§ Problem description: Your task is to count the lines of the entries below that include the word "quiet" and to give only the resulting number.

§ Material provided:

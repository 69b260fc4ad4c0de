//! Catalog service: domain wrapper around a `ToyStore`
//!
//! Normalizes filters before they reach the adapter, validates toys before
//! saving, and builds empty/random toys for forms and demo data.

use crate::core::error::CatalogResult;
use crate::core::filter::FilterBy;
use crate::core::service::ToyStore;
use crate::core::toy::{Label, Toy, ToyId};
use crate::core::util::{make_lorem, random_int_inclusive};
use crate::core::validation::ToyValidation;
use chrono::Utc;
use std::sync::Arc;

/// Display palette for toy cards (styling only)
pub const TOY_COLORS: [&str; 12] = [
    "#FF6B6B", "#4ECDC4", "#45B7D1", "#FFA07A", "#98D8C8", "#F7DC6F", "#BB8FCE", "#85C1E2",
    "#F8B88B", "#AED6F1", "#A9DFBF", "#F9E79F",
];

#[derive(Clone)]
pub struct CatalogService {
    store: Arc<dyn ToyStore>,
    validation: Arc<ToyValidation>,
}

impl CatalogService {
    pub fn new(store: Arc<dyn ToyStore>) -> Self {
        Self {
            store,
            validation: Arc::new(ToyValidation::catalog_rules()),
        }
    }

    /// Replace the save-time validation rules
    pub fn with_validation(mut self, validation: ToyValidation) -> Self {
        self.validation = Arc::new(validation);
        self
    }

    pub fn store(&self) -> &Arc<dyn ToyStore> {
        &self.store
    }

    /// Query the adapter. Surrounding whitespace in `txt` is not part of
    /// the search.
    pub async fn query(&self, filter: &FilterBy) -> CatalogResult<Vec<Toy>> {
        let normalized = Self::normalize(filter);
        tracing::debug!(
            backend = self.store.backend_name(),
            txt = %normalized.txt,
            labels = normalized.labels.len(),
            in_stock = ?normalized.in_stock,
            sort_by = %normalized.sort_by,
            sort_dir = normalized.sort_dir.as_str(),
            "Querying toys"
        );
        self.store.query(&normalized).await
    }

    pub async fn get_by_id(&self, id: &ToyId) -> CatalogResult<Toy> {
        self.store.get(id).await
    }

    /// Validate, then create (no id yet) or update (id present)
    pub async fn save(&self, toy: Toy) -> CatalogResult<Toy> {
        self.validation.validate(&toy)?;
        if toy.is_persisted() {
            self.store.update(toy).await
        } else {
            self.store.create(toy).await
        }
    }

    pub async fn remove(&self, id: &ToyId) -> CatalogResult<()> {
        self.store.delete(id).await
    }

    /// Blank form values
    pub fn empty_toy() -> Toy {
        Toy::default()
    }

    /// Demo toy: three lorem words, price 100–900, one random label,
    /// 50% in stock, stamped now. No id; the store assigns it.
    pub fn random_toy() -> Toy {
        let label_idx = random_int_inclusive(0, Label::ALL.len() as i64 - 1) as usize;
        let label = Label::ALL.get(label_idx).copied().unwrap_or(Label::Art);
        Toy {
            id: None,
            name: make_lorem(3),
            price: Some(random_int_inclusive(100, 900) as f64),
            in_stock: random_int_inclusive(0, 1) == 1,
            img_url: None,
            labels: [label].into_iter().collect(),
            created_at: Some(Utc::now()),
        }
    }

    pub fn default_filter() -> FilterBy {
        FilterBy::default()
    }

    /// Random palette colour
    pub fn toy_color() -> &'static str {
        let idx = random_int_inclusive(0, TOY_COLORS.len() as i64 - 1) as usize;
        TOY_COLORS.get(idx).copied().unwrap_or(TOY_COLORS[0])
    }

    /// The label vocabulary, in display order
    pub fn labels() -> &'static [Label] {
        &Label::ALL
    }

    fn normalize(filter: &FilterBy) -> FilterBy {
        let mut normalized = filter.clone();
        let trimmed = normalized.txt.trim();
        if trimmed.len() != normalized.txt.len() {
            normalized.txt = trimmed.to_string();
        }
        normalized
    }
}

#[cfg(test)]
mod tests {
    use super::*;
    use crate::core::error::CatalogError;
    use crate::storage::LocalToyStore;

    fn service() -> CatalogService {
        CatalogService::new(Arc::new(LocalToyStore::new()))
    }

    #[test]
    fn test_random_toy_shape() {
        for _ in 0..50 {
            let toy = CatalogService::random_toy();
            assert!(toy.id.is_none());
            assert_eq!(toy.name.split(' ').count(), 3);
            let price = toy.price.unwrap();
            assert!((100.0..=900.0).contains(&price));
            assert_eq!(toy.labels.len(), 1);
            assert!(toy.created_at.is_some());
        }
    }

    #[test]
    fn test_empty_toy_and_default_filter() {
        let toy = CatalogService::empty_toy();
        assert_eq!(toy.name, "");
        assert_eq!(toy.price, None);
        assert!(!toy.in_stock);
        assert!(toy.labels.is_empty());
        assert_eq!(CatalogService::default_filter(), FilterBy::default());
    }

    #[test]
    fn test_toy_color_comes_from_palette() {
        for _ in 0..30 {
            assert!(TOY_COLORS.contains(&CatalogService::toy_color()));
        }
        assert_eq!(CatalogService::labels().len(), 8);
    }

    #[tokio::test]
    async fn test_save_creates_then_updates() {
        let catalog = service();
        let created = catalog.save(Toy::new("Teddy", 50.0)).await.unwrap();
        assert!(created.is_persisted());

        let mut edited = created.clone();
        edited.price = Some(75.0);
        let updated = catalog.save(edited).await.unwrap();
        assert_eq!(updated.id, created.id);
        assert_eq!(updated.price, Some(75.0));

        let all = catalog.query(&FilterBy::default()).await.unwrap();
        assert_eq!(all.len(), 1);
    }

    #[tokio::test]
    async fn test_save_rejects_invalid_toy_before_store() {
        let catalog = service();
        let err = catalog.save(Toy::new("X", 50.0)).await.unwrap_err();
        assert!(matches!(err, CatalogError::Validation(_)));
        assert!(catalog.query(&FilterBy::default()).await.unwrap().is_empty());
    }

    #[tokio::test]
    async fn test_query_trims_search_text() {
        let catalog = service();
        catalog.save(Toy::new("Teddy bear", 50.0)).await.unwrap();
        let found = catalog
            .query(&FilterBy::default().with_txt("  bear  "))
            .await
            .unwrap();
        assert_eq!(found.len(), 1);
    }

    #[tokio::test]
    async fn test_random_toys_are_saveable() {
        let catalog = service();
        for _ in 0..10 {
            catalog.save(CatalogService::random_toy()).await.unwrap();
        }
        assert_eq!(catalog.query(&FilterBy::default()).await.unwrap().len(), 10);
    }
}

* * *

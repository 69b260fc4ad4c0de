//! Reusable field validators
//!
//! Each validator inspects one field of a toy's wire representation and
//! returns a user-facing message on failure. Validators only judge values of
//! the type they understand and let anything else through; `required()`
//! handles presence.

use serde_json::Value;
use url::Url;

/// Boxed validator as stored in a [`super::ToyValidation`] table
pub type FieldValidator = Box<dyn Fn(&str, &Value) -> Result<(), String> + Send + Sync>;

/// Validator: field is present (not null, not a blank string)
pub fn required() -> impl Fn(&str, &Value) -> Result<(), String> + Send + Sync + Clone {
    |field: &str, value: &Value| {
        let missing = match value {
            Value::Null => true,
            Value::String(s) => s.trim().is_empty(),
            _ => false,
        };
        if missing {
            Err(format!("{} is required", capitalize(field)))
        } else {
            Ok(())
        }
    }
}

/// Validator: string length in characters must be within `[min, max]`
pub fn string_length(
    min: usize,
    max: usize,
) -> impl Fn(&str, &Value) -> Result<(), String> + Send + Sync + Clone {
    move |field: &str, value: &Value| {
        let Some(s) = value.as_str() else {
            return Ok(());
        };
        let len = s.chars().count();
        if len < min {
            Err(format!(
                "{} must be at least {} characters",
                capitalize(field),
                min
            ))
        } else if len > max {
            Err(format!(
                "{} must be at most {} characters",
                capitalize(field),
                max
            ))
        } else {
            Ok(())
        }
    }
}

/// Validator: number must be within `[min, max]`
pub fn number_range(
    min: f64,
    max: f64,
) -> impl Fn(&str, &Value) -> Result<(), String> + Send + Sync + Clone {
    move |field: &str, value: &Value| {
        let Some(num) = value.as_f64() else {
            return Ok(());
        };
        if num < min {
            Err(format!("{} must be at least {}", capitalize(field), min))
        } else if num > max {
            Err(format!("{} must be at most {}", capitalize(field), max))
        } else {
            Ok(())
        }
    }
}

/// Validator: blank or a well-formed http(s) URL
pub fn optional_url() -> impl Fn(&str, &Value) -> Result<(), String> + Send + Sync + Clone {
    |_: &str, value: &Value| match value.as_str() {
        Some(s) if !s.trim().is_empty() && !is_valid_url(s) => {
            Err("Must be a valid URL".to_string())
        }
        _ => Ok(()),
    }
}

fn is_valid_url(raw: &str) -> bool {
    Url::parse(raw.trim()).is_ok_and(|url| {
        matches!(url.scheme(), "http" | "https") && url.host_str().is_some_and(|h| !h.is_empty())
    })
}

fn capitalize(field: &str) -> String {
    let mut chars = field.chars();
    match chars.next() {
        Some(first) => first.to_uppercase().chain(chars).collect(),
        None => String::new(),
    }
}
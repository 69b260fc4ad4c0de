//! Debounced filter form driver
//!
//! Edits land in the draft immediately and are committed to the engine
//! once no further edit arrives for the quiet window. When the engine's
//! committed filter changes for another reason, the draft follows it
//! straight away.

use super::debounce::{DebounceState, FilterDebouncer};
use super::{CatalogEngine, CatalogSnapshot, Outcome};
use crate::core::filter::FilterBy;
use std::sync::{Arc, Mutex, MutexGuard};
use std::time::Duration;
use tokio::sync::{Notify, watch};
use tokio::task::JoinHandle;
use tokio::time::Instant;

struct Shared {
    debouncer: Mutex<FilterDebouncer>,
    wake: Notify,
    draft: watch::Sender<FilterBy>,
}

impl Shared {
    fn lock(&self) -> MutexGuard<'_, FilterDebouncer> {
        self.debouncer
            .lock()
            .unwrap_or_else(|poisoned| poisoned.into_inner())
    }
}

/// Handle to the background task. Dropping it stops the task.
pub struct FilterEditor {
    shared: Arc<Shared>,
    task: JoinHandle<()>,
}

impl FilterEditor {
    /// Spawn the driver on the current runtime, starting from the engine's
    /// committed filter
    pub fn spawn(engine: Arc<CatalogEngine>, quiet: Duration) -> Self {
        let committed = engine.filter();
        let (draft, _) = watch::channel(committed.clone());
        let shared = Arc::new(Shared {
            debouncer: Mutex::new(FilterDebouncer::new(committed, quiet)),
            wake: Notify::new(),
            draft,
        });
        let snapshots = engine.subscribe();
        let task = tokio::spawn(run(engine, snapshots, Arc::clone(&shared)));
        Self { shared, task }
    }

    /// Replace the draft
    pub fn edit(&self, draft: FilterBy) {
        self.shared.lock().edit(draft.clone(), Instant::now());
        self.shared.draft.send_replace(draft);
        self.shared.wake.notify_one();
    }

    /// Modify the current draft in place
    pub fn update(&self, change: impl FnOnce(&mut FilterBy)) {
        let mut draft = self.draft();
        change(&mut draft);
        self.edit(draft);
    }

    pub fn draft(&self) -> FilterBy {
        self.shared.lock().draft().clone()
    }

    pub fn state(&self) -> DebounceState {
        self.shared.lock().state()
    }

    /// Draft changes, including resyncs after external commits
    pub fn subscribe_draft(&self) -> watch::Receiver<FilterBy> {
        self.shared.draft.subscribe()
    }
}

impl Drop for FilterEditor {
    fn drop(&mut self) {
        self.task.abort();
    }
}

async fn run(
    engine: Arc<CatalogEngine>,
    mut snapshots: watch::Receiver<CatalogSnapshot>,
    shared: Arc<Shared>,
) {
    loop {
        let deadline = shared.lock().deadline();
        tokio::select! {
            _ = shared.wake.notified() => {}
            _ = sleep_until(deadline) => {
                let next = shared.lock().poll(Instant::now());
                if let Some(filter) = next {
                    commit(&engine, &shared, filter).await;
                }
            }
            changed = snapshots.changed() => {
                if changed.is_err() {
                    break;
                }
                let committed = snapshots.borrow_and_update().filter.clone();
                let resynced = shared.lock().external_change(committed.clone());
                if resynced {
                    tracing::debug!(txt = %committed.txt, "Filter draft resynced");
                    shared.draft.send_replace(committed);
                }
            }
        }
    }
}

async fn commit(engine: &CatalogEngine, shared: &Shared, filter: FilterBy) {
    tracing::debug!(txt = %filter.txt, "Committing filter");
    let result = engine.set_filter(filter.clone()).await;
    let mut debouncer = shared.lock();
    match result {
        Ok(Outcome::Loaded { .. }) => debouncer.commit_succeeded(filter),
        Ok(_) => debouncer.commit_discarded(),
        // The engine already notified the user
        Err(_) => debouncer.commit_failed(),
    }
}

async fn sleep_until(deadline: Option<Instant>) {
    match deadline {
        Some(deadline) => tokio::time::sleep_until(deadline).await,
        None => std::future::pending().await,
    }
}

§ Result: 3